PROBLEM TO WORK ON ::
Please write every entry out again, exactly as it reads below.

MATERIAL FOR THIS EXERCISE ::
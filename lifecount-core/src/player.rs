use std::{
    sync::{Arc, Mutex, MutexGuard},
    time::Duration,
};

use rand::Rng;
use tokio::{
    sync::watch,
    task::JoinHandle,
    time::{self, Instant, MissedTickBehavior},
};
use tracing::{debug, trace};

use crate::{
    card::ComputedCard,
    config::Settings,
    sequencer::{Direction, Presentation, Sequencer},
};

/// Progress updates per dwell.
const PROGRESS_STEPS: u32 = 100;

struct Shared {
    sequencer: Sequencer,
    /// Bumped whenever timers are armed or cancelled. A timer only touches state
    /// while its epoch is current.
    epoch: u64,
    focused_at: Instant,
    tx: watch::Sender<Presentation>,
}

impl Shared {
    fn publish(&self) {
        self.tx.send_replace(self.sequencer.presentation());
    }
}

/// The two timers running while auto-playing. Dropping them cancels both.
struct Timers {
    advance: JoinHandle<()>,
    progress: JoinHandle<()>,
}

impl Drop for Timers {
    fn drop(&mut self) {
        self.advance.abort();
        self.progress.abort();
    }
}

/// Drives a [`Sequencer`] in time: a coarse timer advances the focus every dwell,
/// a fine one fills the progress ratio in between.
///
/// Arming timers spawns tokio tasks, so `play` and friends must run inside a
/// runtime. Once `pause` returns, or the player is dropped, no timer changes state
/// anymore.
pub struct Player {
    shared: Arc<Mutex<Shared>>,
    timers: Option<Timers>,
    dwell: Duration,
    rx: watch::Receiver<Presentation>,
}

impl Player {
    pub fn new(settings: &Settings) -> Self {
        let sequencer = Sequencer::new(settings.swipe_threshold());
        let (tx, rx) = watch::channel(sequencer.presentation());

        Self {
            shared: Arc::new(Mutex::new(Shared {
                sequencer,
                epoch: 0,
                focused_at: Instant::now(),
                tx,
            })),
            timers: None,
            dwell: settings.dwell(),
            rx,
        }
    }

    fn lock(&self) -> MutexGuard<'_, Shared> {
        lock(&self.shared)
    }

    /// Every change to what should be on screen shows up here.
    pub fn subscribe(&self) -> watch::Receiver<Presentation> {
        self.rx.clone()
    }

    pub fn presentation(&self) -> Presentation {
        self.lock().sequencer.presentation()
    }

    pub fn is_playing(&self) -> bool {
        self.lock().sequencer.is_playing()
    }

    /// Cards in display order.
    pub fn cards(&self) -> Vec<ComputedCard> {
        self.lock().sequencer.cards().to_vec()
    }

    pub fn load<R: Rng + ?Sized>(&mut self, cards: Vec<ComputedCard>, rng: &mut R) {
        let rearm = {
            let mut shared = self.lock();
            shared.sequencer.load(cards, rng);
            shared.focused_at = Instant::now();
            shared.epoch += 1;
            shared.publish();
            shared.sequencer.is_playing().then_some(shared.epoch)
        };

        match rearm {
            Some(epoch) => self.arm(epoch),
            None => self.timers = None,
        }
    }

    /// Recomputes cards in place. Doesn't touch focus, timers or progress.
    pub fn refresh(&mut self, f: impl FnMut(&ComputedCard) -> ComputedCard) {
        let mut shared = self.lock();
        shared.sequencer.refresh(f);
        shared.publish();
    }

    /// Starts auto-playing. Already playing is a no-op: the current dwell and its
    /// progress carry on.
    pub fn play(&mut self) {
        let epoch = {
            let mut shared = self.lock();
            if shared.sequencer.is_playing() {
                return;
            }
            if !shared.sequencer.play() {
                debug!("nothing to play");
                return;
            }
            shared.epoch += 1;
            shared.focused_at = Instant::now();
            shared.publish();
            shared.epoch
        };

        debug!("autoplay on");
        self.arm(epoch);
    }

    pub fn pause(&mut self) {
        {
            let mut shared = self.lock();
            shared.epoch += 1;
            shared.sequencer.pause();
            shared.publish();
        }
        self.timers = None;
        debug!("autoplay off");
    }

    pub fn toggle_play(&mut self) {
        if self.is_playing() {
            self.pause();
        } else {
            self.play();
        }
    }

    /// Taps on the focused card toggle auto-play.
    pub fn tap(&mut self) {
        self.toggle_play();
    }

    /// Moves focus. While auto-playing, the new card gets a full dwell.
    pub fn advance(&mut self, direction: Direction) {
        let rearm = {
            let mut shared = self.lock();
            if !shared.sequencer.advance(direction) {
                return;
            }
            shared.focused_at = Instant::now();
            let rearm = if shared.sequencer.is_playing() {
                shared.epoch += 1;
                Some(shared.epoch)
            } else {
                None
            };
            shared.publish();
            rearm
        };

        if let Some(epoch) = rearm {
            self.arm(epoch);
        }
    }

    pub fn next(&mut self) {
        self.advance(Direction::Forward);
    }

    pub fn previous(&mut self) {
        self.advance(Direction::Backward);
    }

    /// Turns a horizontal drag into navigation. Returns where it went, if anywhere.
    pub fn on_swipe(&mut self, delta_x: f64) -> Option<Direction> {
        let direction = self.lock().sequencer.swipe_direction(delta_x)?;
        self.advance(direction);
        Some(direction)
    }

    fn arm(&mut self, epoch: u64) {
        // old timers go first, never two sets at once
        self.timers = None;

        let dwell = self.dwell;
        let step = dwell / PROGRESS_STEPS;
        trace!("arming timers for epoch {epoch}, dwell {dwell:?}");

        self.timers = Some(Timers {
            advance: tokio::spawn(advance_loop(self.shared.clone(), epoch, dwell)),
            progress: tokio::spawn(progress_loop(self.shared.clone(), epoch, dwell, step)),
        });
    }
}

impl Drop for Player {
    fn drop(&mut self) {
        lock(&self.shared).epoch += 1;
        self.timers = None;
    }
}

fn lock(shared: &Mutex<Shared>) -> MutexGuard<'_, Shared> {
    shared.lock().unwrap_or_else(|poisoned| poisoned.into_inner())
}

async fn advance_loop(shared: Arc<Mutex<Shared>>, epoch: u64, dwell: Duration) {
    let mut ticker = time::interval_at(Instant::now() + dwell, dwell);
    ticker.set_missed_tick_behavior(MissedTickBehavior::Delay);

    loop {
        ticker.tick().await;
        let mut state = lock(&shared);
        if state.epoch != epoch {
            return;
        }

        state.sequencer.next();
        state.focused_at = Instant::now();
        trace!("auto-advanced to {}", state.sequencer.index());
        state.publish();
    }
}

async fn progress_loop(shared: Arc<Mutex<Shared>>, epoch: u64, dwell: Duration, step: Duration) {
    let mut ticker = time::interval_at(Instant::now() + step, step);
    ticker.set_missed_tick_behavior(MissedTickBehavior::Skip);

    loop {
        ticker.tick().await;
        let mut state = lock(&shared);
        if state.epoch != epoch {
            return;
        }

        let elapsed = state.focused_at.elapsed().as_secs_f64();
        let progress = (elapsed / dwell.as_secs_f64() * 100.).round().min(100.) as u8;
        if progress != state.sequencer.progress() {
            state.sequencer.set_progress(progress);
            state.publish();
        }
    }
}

SOLUTION TO THE EXERCISE ::
filename lifecount-core/src/player.rs
use std::{
    sync::{Arc, Mutex, MutexGuard},
    time::Duration,
};

use rand::Rng;
use tokio::{
    sync::watch,
    task::JoinHandle,
    time::{self, Instant, MissedTickBehavior},
};
use tracing::{debug, trace};

use crate::{
    card::ComputedCard,
    config::Settings,
    sequencer::{Direction, Presentation, Sequencer},
};

/// Progress updates per dwell.
const PROGRESS_STEPS: u32 = 100;

struct Shared {
    sequencer: Sequencer,
    /// Bumped whenever timers are armed or cancelled. A timer only touches state
    /// while its epoch is current.
    epoch: u64,
    focused_at: Instant,
    tx: watch::Sender<Presentation>,
}

impl Shared {
    fn publish(&self) {
        self.tx.send_replace(self.sequencer.presentation());
    }
}

/// The two timers running while auto-playing. Dropping them cancels both.
struct Timers {
    advance: JoinHandle<()>,
    progress: JoinHandle<()>,
}

impl Drop for Timers {
    fn drop(&mut self) {
        self.advance.abort();
        self.progress.abort();
    }
}

/// Drives a [`Sequencer`] in time: a coarse timer advances the focus every dwell,
/// a fine one fills the progress ratio in between.
///
/// Arming timers spawns tokio tasks, so `play` and friends must run inside a
/// runtime. Once `pause` returns, or the player is dropped, no timer changes state
/// anymore.
pub struct Player {
    shared: Arc<Mutex<Shared>>,
    timers: Option<Timers>,
    dwell: Duration,
    rx: watch::Receiver<Presentation>,
}

impl Player {
    pub fn new(settings: &Settings) -> Self {
        let sequencer = Sequencer::new(settings.swipe_threshold());
        let (tx, rx) = watch::channel(sequencer.presentation());

        Self {
            shared: Arc::new(Mutex::new(Shared {
                sequencer,
                epoch: 0,
                focused_at: Instant::now(),
                tx,
            })),
            timers: None,
            dwell: settings.dwell(),
            rx,
        }
    }

    fn lock(&self) -> MutexGuard<'_, Shared> {
        lock(&self.shared)
    }

    /// Every change to what should be on screen shows up here.
    pub fn subscribe(&self) -> watch::Receiver<Presentation> {
        self.rx.clone()
    }

    pub fn presentation(&self) -> Presentation {
        self.lock().sequencer.presentation()
    }

    pub fn is_playing(&self) -> bool {
        self.lock().sequencer.is_playing()
    }

    /// Cards in display order.
    pub fn cards(&self) -> Vec<ComputedCard> {
        self.lock().sequencer.cards().to_vec()
    }

    pub fn load<R: Rng + ?Sized>(&mut self, cards: Vec<ComputedCard>, rng: &mut R) {
        let rearm = {
            let mut shared = self.lock();
            shared.sequencer.load(cards, rng);
            shared.focused_at = Instant::now();
            shared.epoch += 1;
            shared.publish();
            shared.sequencer.is_playing().then_some(shared.epoch)
        };

        match rearm {
            Some(epoch) => self.arm(epoch),
            None => self.timers = None,
        }
    }

    /// Recomputes cards in place. Doesn't touch focus, timers or progress.
    pub fn refresh(&mut self, f: impl FnMut(&ComputedCard) -> ComputedCard) {
        let mut shared = self.lock();
        shared.sequencer.refresh(f);
        shared.publish();
    }

    /// Starts auto-playing. Already playing is a no-op: the current dwell and its
    /// progress carry on.
    pub fn play(&mut self) {
        let epoch = {
            let mut shared = self.lock();
            if shared.sequencer.is_playing() {
                return;
            }
            if !shared.sequencer.play() {
                debug!("nothing to play");
                return;
            }
            shared.epoch += 1;
            shared.focused_at = Instant::now();
            shared.publish();
            shared.epoch
        };

        debug!("autoplay on");
        self.arm(epoch);
    }

    pub fn pause(&mut self) {
        {
            let mut shared = self.lock();
            shared.epoch += 1;
            shared.sequencer.pause();
            shared.publish();
        }
        self.timers = None;
        debug!("autoplay off");
    }

    pub fn toggle_play(&mut self) {
        if self.is_playing() {
            self.pause();
        } else {
            self.play();
        }
    }

    /// Taps on the focused card toggle auto-play.
    pub fn tap(&mut self) {
        self.toggle_play();
    }

    /// Moves focus. While auto-playing, the new card gets a full dwell.
    pub fn advance(&mut self, direction: Direction) {
        let rearm = {
            let mut shared = self.lock();
            if !shared.sequencer.advance(direction) {
                return;
            }
            shared.focused_at = Instant::now();
            let rearm = if shared.sequencer.is_playing() {
                shared.epoch += 1;
                Some(shared.epoch)
            } else {
                None
            };
            shared.publish();
            rearm
        };

        if let Some(epoch) = rearm {
            self.arm(epoch);
        }
    }

    pub fn next(&mut self) {
        self.advance(Direction::Forward);
    }

    pub fn previous(&mut self) {
        self.advance(Direction::Backward);
    }

    /// Turns a horizontal drag into navigation. Returns where it went, if anywhere.
    pub fn on_swipe(&mut self, delta_x: f64) -> Option<Direction> {
        let direction = self.lock().sequencer.swipe_direction(delta_x)?;
        self.advance(direction);
        Some(direction)
    }

    fn arm(&mut self, epoch: u64) {
        // old timers go first, never two sets at once
        self.timers = None;

        let dwell = self.dwell;
        let step = dwell / PROGRESS_STEPS;
        trace!("arming timers for epoch {epoch}, dwell {dwell:?}");

        self.timers = Some(Timers {
            advance: tokio::spawn(advance_loop(self.shared.clone(), epoch, dwell)),
            progress: tokio::spawn(progress_loop(self.shared.clone(), epoch, dwell, step)),
        });
    }
}

impl Drop for Player {
    fn drop(&mut self) {
        lock(&self.shared).epoch += 1;
        self.timers = None;
    }
}

fn lock(shared: &Mutex<Shared>) -> MutexGuard<'_, Shared> {
    shared.lock().unwrap_or_else(|poisoned| poisoned.into_inner())
}

async fn advance_loop(shared: Arc<Mutex<Shared>>, epoch: u64, dwell: Duration) {
    let mut ticker = time::interval_at(Instant::now() + dwell, dwell);
    ticker.set_missed_tick_behavior(MissedTickBehavior::Delay);

    loop {
        ticker.tick().await;
        let mut state = lock(&shared);
        if state.epoch != epoch {
            return;
        }

        state.sequencer.next();
        state.focused_at = Instant::now();
        trace!("auto-advanced to {}", state.sequencer.index());
        state.publish();
    }
}

async fn progress_loop(shared: Arc<Mutex<Shared>>, epoch: u64, dwell: Duration, step: Duration) {
    let mut ticker = time::interval_at(Instant::now() + step, step);
    ticker.set_missed_tick_behavior(MissedTickBehavior::Skip);

    loop {
        ticker.tick().await;
        let mut state = lock(&shared);
        if state.epoch != epoch {
            return;
        }

        let elapsed = state.focused_at.elapsed().as_secs_f64();
        let progress = (elapsed / dwell.as_secs_f64() * 100.).round().min(100.) as u8;
        if progress != state.sequencer.progress() {
            state.sequencer.set_progress(progress);
            state.publish();
        }
    }
}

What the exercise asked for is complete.